I &M Bank Limited v Desire Flora (K) Limited (Insolvency Cause E024 of 2023) [2024] KEHC 13642 (KLR) (Commercial and Tax) (7 November 2024) (Ruling)

I &M Bank Limited v Desire Flora (K) Limited (Insolvency Cause E024 of 2023) [2024] KEHC 13642 (KLR) (Commercial and Tax) (7 November 2024) (Ruling)

1.This ruling determines the application dated 20/6/2024 for extension of the term of administration. The application is brought under Article 159 of the Constitution of Kenya 2010, section 1A, 1B and 3A of the Civil Procedure Act, section 522,573,579, 580,593 and 594 of the Insolvency Act no 18 of 2015, Order 50 rule 6 and order 51 rule 1 of the civil Procedure rules 2010.
2.It seeks that the term of the Administrator Mr. Madhav Sudir Bhandari be extended for a further period of 12 months from 30/12/2024 to allow completion of the administration of the company
3.The application is supported by the grounds on the face of it and the supporting affidavit of the administrator sworn 20/6/2024. It was stated that the company was placed under administration on 30/6/2023 by the bank for being unable to pay the debts and the administrator was appointed. That the company directors challenged the appointment of the administrator and the application to that effect was before this Court pending determination. According to the applicant, the administrator was reinstated by the Court on 5/10/2023 and therefore the administrator was yet to complete the statutory term of 12 months.
4.That the administrator had filed all reports regarding the financial position of the company and had been actively defending suits against the company under administration. That he had taken action towards the realization of the debts including issuance of the statement proposals to the creditors, securing the assets of the company, taking care of the animals by providing vaccinations and medications as well as the appointment of the valuation experts for purposes of undertaking a valuation.
5.He further contended that he had prepared an expression of interest document circulated to various potential investors as well as written to the union to request all share claims of the members. That the company was yet to be able to fully pay its debts and it was in the interest of all the stakeholders to have the administration extended.
6.The application was opposed by the directors of the company vide a replying affidavit of Mahesh Halal sworn on 12/7/2024. He stated that, prior to administration, the company was engaged in the business of exportation of flowers for more than 15 years. That the main objective of administration was to keep the company as a going concern for the benefit of the creditors. That since the administration commenced, many of the operations of the company had been grounded and the farm equipment were stolen or assets damaged.
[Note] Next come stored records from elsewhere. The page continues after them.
//! This module defines the `Tape` struct: an unbounded, two-way-infinite sequence of
//! symbol cells with one read/write head.

use defaultmap::{defaulthashmap, DefaultHashMap};

use crate::types::{Shift, Symbol};

/// One tape of a multi-tape Turing machine.
///
/// Cells are addressed by an `i64` position and stored sparsely; any position
/// that was never written reads as [`Symbol::Blank`]. The head starts at
/// position 0 and may move arbitrarily far in either direction — the tape
/// never bounds its position range.
#[derive(Debug, Clone)]
pub struct Tape {
    head: i64,
    cells: DefaultHashMap<i64, Symbol>,
}

impl Tape {
    /// Creates an all-blank tape with the head at position 0.
    pub fn new() -> Self {
        Self {
            head: 0,
            // Missing cells yield Symbol::Blank, the symbol's default.
            cells: defaulthashmap!(),
        }
    }

    /// Returns the symbol under the head.
    pub fn read(&self) -> Symbol {
        self.cells[self.head]
    }

    /// Writes `symbol` into the cell under the head.
    pub fn write(&mut self, symbol: Symbol) {
        self.cells[self.head] = symbol;
    }

    /// Moves the head by the shift's signed offset.
    pub fn shift(&mut self, shift: Shift) {
        self.head += shift.offset();
    }

    /// Writes `symbols` starting at the current head position, advancing the
    /// head one cell to the right per symbol written.
    pub fn set_input(&mut self, symbols: &[Symbol]) {
        for &symbol in symbols {
            self.write(symbol);
            self.shift(Shift::Right);
        }
    }

    /// The current head position.
    pub fn head(&self) -> i64 {
        self.head
    }

    /// Moves the head directly to `position`.
    pub fn seek(&mut self, position: i64) {
        self.head = position;
    }
}

impl Default for Tape {
    fn default() -> Self {
        Self::new()
    }
}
7.It was contended that the administrator had failed to pay electricity bills for the firm leading to the disconnection of power. That this affected the irrigation system and the crops planted on the farm to dry up. That one of the cows died and the remaining 23 were sold at an undervalue for Kshs. 669,000/-. That these proceeds were forwarded to the bank to the detriment of the other creditors. That the business permits and certifications have not been paid for and the company stands to be charged stiff penalties. The director further faulted the administrator for failing to file tax returns and as a result there was an accrual of interest and penalties. According to the directors, the administrator’s failure and mismanagement has caused it to lose business opportunities to its competitors
8.In rebuttal, the administrator a further affidavit sworn on 3/10/2024. He stated that the company had already been grounded to a halt and the firm was in a dilapidated state prior to the administration. That the company was operating at a loss and it was being funded by a sister company to the detriment of creditors in both companies. He denied shutting down the company and averred that he had been seeking funding from various financial institutions to support the company.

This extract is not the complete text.